Kiarostami’s discussion with the children of Shahid Masumi school about their own relationship with homework is stitched together between shots of the camera itself. To me, this acts as a refusal of the viewer’s anticipation for the heartache of these struggling children to exist as just fiction when it isn’t. As he speaks to the children, the conversations highlight their troubling journeys in completing their homework. Their many obstacles include their parent’s illiteracy, a lack of understanding of the task, and cartoons. Through their responses comes a poignant, heartbreaking awareness of their youth. Five and six-year-olds, with minds built to enjoy the simpler, more jovial things in life, have been molded to understand and accept terror, grief, and punishment.
When asked to cite their future jobs, every potential option is given with one consistent reason: “to kill Saddam”. The audience is thoroughly reminded of the historical background Homework takes place in – the Iran-Iraq war.
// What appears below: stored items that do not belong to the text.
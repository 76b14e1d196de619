//! Interrupt-fed debounced input with deferred confirmation.
//!
//! ## Flow
//!
//! The GPIO driver calls [`DebouncedInput::on_raw_transition`] from its
//! interrupt thread with the level the pin just moved to.  Nothing is
//! reported at that point: a confirmation job is scheduled one bounce window
//! later, which re-reads the pin.
//!
//! | Re-read vs candidate | Re-read vs stable | Result                       |
//! |----------------------|-------------------|------------------------------|
//! | differs              | n/a               | noise, discarded             |
//! | equal                | equal             | nothing to report            |
//! | equal                | differs           | stable updated, edge fired¹  |
//!
//! ¹ only when the direction matches the configured [`EdgeMode`].
//!
//! At most one confirmation per pin is in flight.  Candidates that arrive
//! while one is pending are dropped, which also serialises edge callbacks
//! for the pin.

use core::sync::atomic::{AtomicBool, Ordering};
use std::sync::Arc;
use std::time::Duration;

use embedded_hal::digital::PinState;
use log::trace;

use crate::app::ports::{GpioPort, TaskPort};

/// Which confirmed transitions are reported.
#[derive(Debug, Clone, Copy, PartialEq, Eq)]
pub enum EdgeMode {
    Rising,
    Falling,
    Both,
}

impl EdgeMode {
    fn matches(self, from: PinState, to: PinState) -> bool {
        match (self, from, to) {
            (Self::Both, a, b) => a != b,
            (Self::Rising, PinState::Low, PinState::High) => true,
            (Self::Falling, PinState::High, PinState::Low) => true,
            _ => false,
        }
    }
}

/// A confirmed, stable transition.
#[derive(Debug, Clone, Copy, PartialEq, Eq)]
pub struct Edge {
    pub pin: u8,
    pub from: PinState,
    pub to: PinState,
}

/// Receives the input that confirmed the edge, so handlers can keep a
/// handle to it (e.g. to check later whether the button is still held).
pub type EdgeHandler = Arc<dyn Fn(&Arc<DebouncedInput>, Edge) + Send + Sync + 'static>;

pub struct DebouncedInput {
    pin: u8,
    mode: EdgeMode,
    window: Duration,
    gpio: Arc<dyn GpioPort>,
    tasks: Arc<dyn TaskPort>,
    /// Last confirmed level (`true` = High).
    stable_high: AtomicBool,
    /// Set while a confirmation job is scheduled.
    pending: AtomicBool,
    on_edge: EdgeHandler,
}

/// Clears the pending flag when the confirmation finishes, even if the
/// edge handler panics.
struct PendingGuard<'a>(&'a AtomicBool);

impl Drop for PendingGuard<'_> {
    fn drop(&mut self) {
        self.0.store(false, Ordering::Release);
    }
}

impl DebouncedInput {
    /// Wrap `pin`, seeding the stable level from a read of the pin.
    pub fn new(
        pin: u8,
        mode: EdgeMode,
        window: Duration,
        gpio: Arc<dyn GpioPort>,
        tasks: Arc<dyn TaskPort>,
        on_edge: EdgeHandler,
    ) -> Arc<Self> {
        let initial = gpio.read(pin);
        Arc::new(Self {
            pin,
            mode,
            window,
            gpio,
            tasks,
            stable_high: AtomicBool::new(initial == PinState::High),
            pending: AtomicBool::new(false),
            on_edge,
        })
    }

    pub fn pin(&self) -> u8 {
        self.pin
    }

    /// Last confirmed level.
    pub fn stable_level(&self) -> PinState {
        PinState::from(self.stable_high.load(Ordering::Acquire))
    }

    /// `true` if a confirmation job is scheduled.
    pub fn is_pending(&self) -> bool {
        self.pending.load(Ordering::Acquire)
    }

    /// Both the filtered level and a fresh read report High.
    pub fn is_held(&self) -> bool {
        self.stable_level() == PinState::High && self.gpio.read(self.pin) == PinState::High
    }

    /// Candidate transition from the interrupt path.  Never blocks.
    pub fn on_raw_transition(self: &Arc<Self>, candidate: PinState) {
        if self
            .pending
            .compare_exchange(false, true, Ordering::AcqRel, Ordering::Acquire)
            .is_err()
        {
            trace!("GPIO{}: candidate {:?} ignored, confirmation pending", self.pin, candidate);
            return;
        }
        let this = Arc::clone(self);
        self.tasks.spawn_after(
            "debounce",
            self.window,
            Box::new(move || this.confirm(candidate)),
        );
    }

    fn confirm(self: &Arc<Self>, candidate: PinState) {
        let _guard = PendingGuard(&self.pending);

        let level = self.gpio.read(self.pin);
        if level != candidate {
            trace!("GPIO{}: bounce discarded ({:?} -> {:?})", self.pin, candidate, level);
            return;
        }

        let from = self.stable_level();
        if from == level {
            return;
        }
        self.stable_high.store(level == PinState::High, Ordering::Release);

        if self.mode.matches(from, level) {
            let edge = Edge {
                pin: self.pin,
                from,
                to: level,
            };
            (self.on_edge)(self, edge);
        }
    }
}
This conflict is one I personally connect with, as my parents lived through it, and witnessed parallel effects from their side in Iraq. They often disclose similar anecdotes – a mere 30 minutes of cartoons, which they still treasure deeply, followed by endless war footage, and consistent condemnation of Iran. From Kiarostami’s home in Iran he is able to connect with those his government perceive as the ‘enemy’, bridging the gap through his artwork and choosing to find a commonality, rather than stepping down and strengthening the divide.
This is where Homework’s power is made evident – it isn’t afraid to indict the backbone of a culture that can be so cruel, leaving us with shards of “culture” built off of false ideologies and broken morals grounded hundreds of years ago. Morals we are too scared to throw away, and that are maintained through – as Kiarostami emphasizes – a failing educative system. It is fear that builds barriers between where we are and trying to move forward, and it is the same fear that controls how children are raised in this tradition – where discipline through punishment and abuse, and force-fed propaganda, are allowed to exist freely.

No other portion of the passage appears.